J’ai lu récemment que notre système d’enseignement avait décliné depuis les années 1960, époque où il était « le meilleur du monde ». Cette ritournelle a souvent servi : le système français était le meilleur du monde avant n’importe quelle réforme ou évolution jugée négative.
En fait, dans les années 1960, il était impossible de comparer sérieusement les systèmes éducatifs. Aujourd’hui, c’est un progrès, nous pouvons le faire, même si c’est d’une façon encore largement perfectible. Que nous montrent ces comparaisons ? Le système scolaire français est-il efficace et équitable pour tous les élèves ?
Tout d’abord, il apparaît que les scolarités sont maintenant aussi longues qu’ailleurs et moins inégales. Comme les autres pays latins, la France a ouvert les enseignements secondaire et supérieur au plus grand nombre bien plus tard que les pays anglo-saxons ou scandinaves. Mais elle l’a fait très vite à partir des années 1980. Aujourd’hui, 80 % d’une génération obtient le bac, contre 26 % en 1980 1. Les effectifs d’étudiants dans l’enseignement supérieur ont presque doublé durant la même période.
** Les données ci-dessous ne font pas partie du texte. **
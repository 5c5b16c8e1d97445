//! In-memory doubles of the boundary traits for tests.
//!
//! **Never use in production.** These back the integration tests that
//! exercise marketplace and sale settlement against a foreign ledger.

use std::collections::HashMap;

use rust_decimal::Decimal;

use crate::{
    AccountId, CollectionId, PaymentLedger, Result, TokenId, UniqueAssetRegistry, VaultError,
};

/// A minimal foreign payment ledger: balances plus allowances.
#[derive(Debug, Clone, Default)]
pub struct MemoryPaymentLedger {
    balances: HashMap<AccountId, Decimal>,
    allowances: HashMap<(AccountId, AccountId), Decimal>,
}

impl MemoryPaymentLedger {
    #[must_use]
    pub fn new() -> Self {
        Self::default()
    }

    /// Credit `account` out of thin air (test setup only).
    pub fn fund(&mut self, account: AccountId, amount: Decimal) {
        *self.balances.entry(account).or_insert(Decimal::ZERO) += amount;
    }

    /// Let `spender` move up to `amount` of `owner`'s balance.
    pub fn approve(&mut self, owner: AccountId, spender: AccountId, amount: Decimal) {
        self.allowances.insert((owner, spender), amount);
    }
}

impl PaymentLedger for MemoryPaymentLedger {
    fn balance_of(&self, account: AccountId) -> Decimal {
        self.balances.get(&account).copied().unwrap_or(Decimal::ZERO)
    }

    fn allowance(&self, owner: AccountId, spender: AccountId) -> Decimal {
        self.allowances
            .get(&(owner, spender))
            .copied()
            .unwrap_or(Decimal::ZERO)
    }

    fn transfer_from(
        &mut self,
        owner: AccountId,
        spender: AccountId,
        to: AccountId,
        amount: Decimal,
    ) -> Result<()> {
        let allowed = self.allowance(owner, spender);
        if allowed < amount {
            return Err(VaultError::InsufficientAllowance {
                needed: amount,
                available: allowed,
            });
        }
        let balance = self.balance_of(owner);
        if balance < amount {
            return Err(VaultError::InsufficientBalance {
                needed: amount,
                available: balance,
            });
        }
        self.allowances.insert((owner, spender), allowed - amount);
        *self.balances.entry(owner).or_insert(Decimal::ZERO) -= amount;
        *self.balances.entry(to).or_insert(Decimal::ZERO) += amount;
        Ok(())
    }
}

/// A minimal unique-asset registry for one collection.
#[derive(Debug, Clone)]
pub struct MemoryUniqueRegistry {
    collection: CollectionId,
    owners: HashMap<TokenId, AccountId>,
    approvals: HashMap<TokenId, AccountId>,
}

impl MemoryUniqueRegistry {
    #[must_use]
    pub fn new(collection: CollectionId) -> Self {
        Self {
            collection,
            owners: HashMap::new(),
            approvals: HashMap::new(),
        }
    }

    /// Create `token` owned by `owner` (test setup only).
    pub fn mint(&mut self, owner: AccountId, token: TokenId) {
        self.owners.insert(token, owner);
    }

    /// Approve `operator` to take custody of `token`.
    pub fn approve(&mut self, operator: AccountId, token: TokenId) {
        self.approvals.insert(token, operator);
    }
}

impl UniqueAssetRegistry for MemoryUniqueRegistry {
    fn collection_id(&self) -> CollectionId {
        self.collection
    }

    fn owner_of(&self, token: TokenId) -> Option<AccountId> {
        self.owners.get(&token).copied()
    }

    fn is_approved(&self, operator: AccountId, token: TokenId) -> bool {
        self.approvals.get(&token) == Some(&operator)
    }

    fn transfer_from(&mut self, from: AccountId, to: AccountId, token: TokenId) -> Result<()> {
        if self.owners.get(&token) != Some(&from) {
            return Err(VaultError::TransferNotApproved { token_id: token });
        }
        self.owners.insert(token, to);
        // Custody changed hands; any standing approval is void.
        self.approvals.remove(&token);
        Ok(())
    }
}

#[cfg(test)]
mod tests {
    use super::*;

    #[test]
    fn payment_transfer_spends_allowance() {
        let mut ledger = MemoryPaymentLedger::new();
        let (owner, spender, to) = (AccountId::new(), AccountId::new(), AccountId::new());
        ledger.fund(owner, Decimal::new(100, 0));
        ledger.approve(owner, spender, Decimal::new(60, 0));

        ledger
            .transfer_from(owner, spender, to, Decimal::new(40, 0))
            .unwrap();

        assert_eq!(ledger.balance_of(owner), Decimal::new(60, 0));
        assert_eq!(ledger.balance_of(to), Decimal::new(40, 0));
        assert_eq!(ledger.allowance(owner, spender), Decimal::new(20, 0));
    }

    #[test]
    fn payment_transfer_without_allowance_fails() {
        let mut ledger = MemoryPaymentLedger::new();
        let (owner, spender, to) = (AccountId::new(), AccountId::new(), AccountId::new());
        ledger.fund(owner, Decimal::new(100, 0));

        let err = ledger
            .transfer_from(owner, spender, to, Decimal::new(10, 0))
            .unwrap_err();
        assert!(matches!(err, VaultError::InsufficientAllowance { .. }));
        assert_eq!(ledger.balance_of(owner), Decimal::new(100, 0));
    }

    #[test]
    fn unique_transfer_moves_custody_and_clears_approval() {
        let mut registry = MemoryUniqueRegistry::new(CollectionId::new());
        let (seller, market) = (AccountId::new(), AccountId::new());
        let token = TokenId(1);
        registry.mint(seller, token);
        registry.approve(market, token);

        assert!(registry.is_approved(market, token));
        registry.transfer_from(seller, market, token).unwrap();
        assert_eq!(registry.owner_of(token), Some(market));
        assert!(!registry.is_approved(market, token));
    }

    #[test]
    fn unique_transfer_from_non_owner_fails() {
        let mut registry = MemoryUniqueRegistry::new(CollectionId::new());
        let (seller, stranger) = (AccountId::new(), AccountId::new());
        let token = TokenId(1);
        registry.mint(seller, token);

        let err = registry
            .transfer_from(stranger, AccountId::new(), token)
            .unwrap_err();
        assert!(matches!(err, VaultError::TransferNotApproved { .. }));
        assert_eq!(registry.owner_of(token), Some(seller));
    }
}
Les jeunes générations sont aujourd’hui au moins autant scolarisées que dans les autres pays de l’OCDE.
Il reste cependant des traces de ce retard d’ouverture des enseignements secondaires et supérieurs. D’après l’évaluation de l’OCDE sur les compétences des adultes de 2012, près d’un tiers des adultes en France souffrent d’un manque de compétences en numératie et/ou en littéracie, ce qui représente cinq points de plus que la moyenne des pays de l’OCDE. Or, cet écart disparaît chez les plus jeunes (les 16-45 ans). Cela laisse penser que la moindre scolarisation des plus âgés en est responsable.
Les élèves qui ont profité de cette ouverture ont acquis de ce fait davantage de compétences. Les adversaires de l’ouverture disaient que les élèves concernés encombreraient les classes sans profit pour eux-mêmes, mais une évaluation de la direction de l’évaluation et de la prospective a montré que le niveau moyen en mathématiques des élèves de troisième s’était amélioré de 1984 à 1990, en même temps que s’ouvrait la classe de troisième 2. Par ailleurs, l’économiste Éric Maurin a montré que les élèves qui avaient bénéficié de l’ouverture du collège ou de celle du lycée avaient ensuite eu de meilleurs salaires que s’ils n’en avaient pas bénéficié. Plusieurs recherches ont montré la même chose dans d’autres pays, et que les bénéfices tirés de ces années supplémentaires d’école sont aussi sociaux (meilleure santé, moindre consommation de drogues, etc.).
Les scolarités se sont allongées aussi parce que moins d’élèves quittent l’école précocement, sans diplôme. On pouvait dans les années 1960 trouver facilement un travail même sans qualification, c’est devenu difficile aujourd’hui. Un enjeu pour le système scolaire était donc de diminuer les sorties précoces, ce qu’il a fait. En 2017, 9 % des jeunes de 18 à 24 ans non scolarisés n’ont pas de diplôme. Ils étaient 40 % en 1979.